Un contribuable qui effectue une réclamation fiscale n’est pas dispensé du paiement de l’impôt contesté dans le délai imparti. Néanmoins, il peut assortir sa réclamation d’une demande de sursis de paiement. Si le montant de l’impôt contesté excède 4 500 €, des garanties « propres à en assurer le recouvrement » (caution bancaire, hypothèque, nantissement de fonds de commerce…) doivent alors être constituées. Sachant que l’administration fiscale peut refuser les garanties qu’elle estime insuffisantes et prendre des mesures conservatoires. À ce titre, la question s’est récemment posée de savoir si le contribuable pouvait fournir une caution. Dans cette affaire, une société avait présenté, en garantie d’une demande de sursis de paiement, la caution de sa société-mère. Mais cette garantie avait été rejetée par l’administration fiscale au motif qu’il ne s’agissait pas d’une sûreté réelle. Une analyse censurée par le Conseil d’État, qui a rappelé que la présentation d’une sûreté personnelle telle qu’une caution figure bien parmi les garanties légalement admises. L’administration fiscale aurait donc dû rechercher si la caution de la société-mère était suffisante pour garantir le paiement de l’impôt contesté, avant de la rejeter ou de l’accepter.

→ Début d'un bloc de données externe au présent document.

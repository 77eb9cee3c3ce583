/// Show records as delivered by the catalog.
///
/// These structures mirror the JSON format of the catalog's `/shows` endpoint.
/// Fields this crate does not model explicitly are kept in `extra`, so a
/// decoded record round-trips without losing data.
use serde::{Deserialize, Deserializer, Serialize};
use serde_json::{Map, Value};

/// Stable catalog identifier of a show.
pub type ShowId = u64;

/// Status value that marks a show as still airing.
pub const RUNNING_STATUS: &str = "Running";

/// A single catalog entry representing a television program.
#[derive(Debug, Clone, PartialEq, Serialize, Deserialize)]
#[serde(rename_all = "camelCase")]
pub struct Show {
    /// Unique, stable identifier assigned by the catalog
    pub id: ShowId,
    /// Display name of the show
    pub name: String,
    /// Classification such as "Scripted" or "Reality"
    #[serde(rename = "type", default, deserialize_with = "null_as_default")]
    pub kind: String,
    /// Primary spoken language
    #[serde(default, deserialize_with = "null_as_default")]
    pub language: String,
    /// Production status, e.g. "Running" or "Ended"
    #[serde(default, deserialize_with = "null_as_default")]
    pub status: String,
    /// Ordered genre labels
    #[serde(default, deserialize_with = "null_as_default")]
    pub genres: Vec<String>,
    /// Official website of the show, if any
    #[serde(default)]
    pub official_site: Option<String>,
    #[serde(default, deserialize_with = "null_as_default")]
    pub schedule: Schedule,
    #[serde(default, deserialize_with = "null_as_default")]
    pub rating: Rating,
    #[serde(default)]
    pub network: Option<Network>,
    #[serde(default)]
    pub image: Option<ShowImage>,
    /// HTML formatted summary, trusted as delivered by the catalog
    #[serde(default)]
    pub summary: Option<String>,
    /// Catalog page of the show
    #[serde(default, skip_serializing_if = "Option::is_none")]
    pub url: Option<String>,
    /// Nominal episode runtime in minutes
    #[serde(default, skip_serializing_if = "Option::is_none")]
    pub runtime: Option<u32>,
    #[serde(default, skip_serializing_if = "Option::is_none")]
    pub average_runtime: Option<u32>,
    /// Premiere date (YYYY-MM-DD)
    #[serde(default, skip_serializing_if = "Option::is_none")]
    pub premiered: Option<String>,
    /// End date (YYYY-MM-DD), absent while still running
    #[serde(default, skip_serializing_if = "Option::is_none")]
    pub ended: Option<String>,
    /// Any further catalog fields, carried through untouched
    #[serde(flatten)]
    pub extra: Map<String, Value>,
}

impl Show {
    /// Whether the show is still airing
    pub fn is_running(&self) -> bool {
        self.status == RUNNING_STATUS
    }
}

/// Reads an explicit `null` as the type's default value
///
/// `#[serde(default)]` alone only covers missing keys; the catalog also sends
/// `null` for free-text fields it has no value for.
fn null_as_default<'de, D, T>(deserializer: D) -> Result<T, D::Error>
where
    D: Deserializer<'de>,
    T: Default + Deserialize<'de>,
{
    Ok(Option::<T>::deserialize(deserializer)?.unwrap_or_default())
}

/// Weekly airing schedule.
#[derive(Debug, Clone, Default, PartialEq, Serialize, Deserialize)]
pub struct Schedule {
    /// Local airing time, e.g. "21:00"; may be empty
    #[serde(default, deserialize_with = "null_as_default")]
    pub time: String,
    /// Weekday names in airing order
    #[serde(default, deserialize_with = "null_as_default")]
    pub days: Vec<String>,
}

#[derive(Debug, Clone, Default, PartialEq, Serialize, Deserialize)]
pub struct Rating {
    /// Average user rating on a 0-10 scale
    pub average: Option<f64>,
}

/// Broadcasting network of a show.
#[derive(Debug, Clone, PartialEq, Serialize, Deserialize)]
pub struct Network {
    pub id: u64,
    pub name: String,
    pub country: Option<Country>,
}

#[derive(Debug, Clone, PartialEq, Serialize, Deserialize)]
pub struct Country {
    pub name: String,
    #[serde(default, deserialize_with = "null_as_default")]
    pub code: String,
    #[serde(default, deserialize_with = "null_as_default")]
    pub timezone: String,
}

/// Poster image URLs.
#[derive(Debug, Clone, PartialEq, Serialize, Deserialize)]
pub struct ShowImage {
    pub medium: String,
    pub original: String,
}
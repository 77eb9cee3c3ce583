//! Read-only show details
//!
//! Formats every field of one show for display. Whether details are shown at
//! all is decided by the controller's view selection; this module only turns a
//! `Show` (or nothing) into presentable text.

use crate::catalog::Show;
use std::fmt;

const NOT_AVAILABLE: &str = "N/A";

/// Formatted, read-only view of a single show
#[derive(Debug, Clone, PartialEq)]
pub struct ShowDetails {
    pub name: String,
    pub genres: Vec<String>,
    pub status: String,
    /// Whether the status badge marks the show as running
    pub running: bool,
    pub kind: String,
    pub language: String,
    /// Rating formatted as "x/10", absent when unrated
    pub rating: Option<String>,
    /// Airing days and time, e.g. "Monday, Tuesday at 21:00"
    pub schedule: String,
    /// Network and country, e.g. "CBS (United States)"
    pub network: String,
    pub premiered: String,
    /// Summary with HTML markup converted to plain text
    pub summary: String,
    pub official_site: Option<String>,
    pub image: Option<String>,
}

/// Builds the details for the designated show, or nothing when none is designated
pub fn render_details(show: Option<&Show>) -> Option<ShowDetails> {
    show.map(ShowDetails::from_show)
}

impl ShowDetails {
    pub fn from_show(show: &Show) -> Self {
        let time = show.schedule.time.trim();
        let schedule = match (show.schedule.days.is_empty(), time.is_empty()) {
            (true, true) => NOT_AVAILABLE.to_string(),
            (true, false) => time.to_string(),
            (false, true) => format!("{} at {NOT_AVAILABLE}", show.schedule.days.join(", ")),
            (false, false) => format!("{} at {time}", show.schedule.days.join(", ")),
        };

        let network = match &show.network {
            Some(network) => match &network.country {
                Some(country) => format!("{} ({})", network.name, country.name),
                None => network.name.clone(),
            },
            None => "Not available".to_string(),
        };

        Self {
            name: show.name.clone(),
            genres: show.genres.clone(),
            status: show.status.clone(),
            running: show.is_running(),
            kind: show.kind.clone(),
            language: show.language.clone(),
            rating: show.rating.average.map(|average| format!("{average}/10")),
            schedule,
            network,
            premiered: show
                .premiered
                .clone()
                .filter(|p| !p.is_empty())
                .unwrap_or_else(|| NOT_AVAILABLE.to_string()),
            summary: show
                .summary
                .as_deref()
                .map(|s| nanohtml2text::html2text(s).trim().to_string())
                .unwrap_or_default(),
            official_site: show.official_site.clone(),
            image: show.image.as_ref().map(|image| image.original.clone()),
        }
    }
}

impl fmt::Display for ShowDetails {
    fn fmt(&self, f: &mut fmt::Formatter<'_>) -> fmt::Result {
        writeln!(f, "=== {} ===", self.name)?;
        if !self.genres.is_empty() {
            writeln!(f, "{}", self.genres.join(" | "))?;
        }
        writeln!(f)?;

        let badge = if self.running { "●" } else { "○" };
        write!(f, "Status:     {} {}", badge, self.status)?;
        if let Some(rating) = &self.rating {
            write!(f, "  ★ {rating}")?;
        }
        writeln!(f)?;
        writeln!(f, "Type:       {}", self.kind)?;
        writeln!(f, "Language:   {}", self.language)?;
        writeln!(f, "Schedule:   {}", self.schedule)?;
        writeln!(f, "Network:    {}", self.network)?;
        writeln!(f, "Premiered:  {}", self.premiered)?;
        if let Some(image) = &self.image {
            writeln!(f, "Image:      {image}")?;
        }
        if let Some(site) = &self.official_site {
            writeln!(f, "Website:    {site}")?;
        }

        if !self.summary.is_empty() {
            writeln!(f, "\nSummary\n{}", self.summary)?;
        }
        Ok(())
    }
}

Conseil d’État, 12 décembre 2022, n° 453950

Article publié le 12 juin 2023 – © Les Echos Publishing 2023

Saisine de l’interlocuteur départemental lors d’un contrôle fiscal : ne tardez pas trop !

Un contribuable peut demander la saisine de l’interlocuteur départemental dès l’issue de son entretien avec le supérieur hiérarchique du vérificateur sans attendre une prise de position formelle de ce dernier.

À l’issue d’un contrôle fiscal (examen contradictoire de situation fiscale personnelle, vérification ou examen de comptabilité), le contribuable qui est en désaccord avec le redressement envisagé peut bénéficier, à sa demande, d’un entretien avec les supérieurs hiérarchiques du vérificateur. En pratique, il doit d’abord se tourner vers l’inspecteur principal puis, si des divergences importantes subsistent, faire appel à l’interlocuteur départemental, et ce avant la mise en recouvrement du redressement.

À noter : ce double recours hiérarchique est une garantie prévue par la charte des droits et obligations du contribuable vérifié, qui s’impose à l’administration fiscale.

À ce titre, dans une affaire récente, une société avait fait l’objet d’une vérification de comptabilité, à la suite de laquelle l’administration fiscale lui avait notifié un redressement. Cette société avait rencontré le supérieur hiérarchique du vérificateur le 28 novembre 2017. Puis, le 6 décembre 2017, ce dernier avait fait parvenir à la société un courrier confirmant le redressement. Et le redressement avait été mis en recouvrement le 15 décembre 2017. Un redressement dont la société avait demandé l’annulation faute d’avoir disposé d’un délai suffisant entre la réception du courrier et la mise en recouvrement (9 jours) pour saisir l’interlocuteur départemental. Une analyse que n’a pas partagée le Conseil d’État. En effet, les juges ont rappelé que le supérieur hiérarchique n’est pas tenu de prendre expressément position après son entretien avec le contribuable. En l’absence d’une prise de position, le désaccord avec l’administration fiscale est donc présumé persister. En l’espèce, dès la fin de son entretien avec le supérieur hiérarchique du vérificateur, la société pouvait demander la saisine de l’interlocuteur départemental. Le Conseil d’État a donc estimé que la société avait bénéficié d’un délai raisonnable entre l’entretien avec le supérieur hiérarchique et la mise en recouvrement (17 jours) pour faire appel à l’interlocuteur départemental.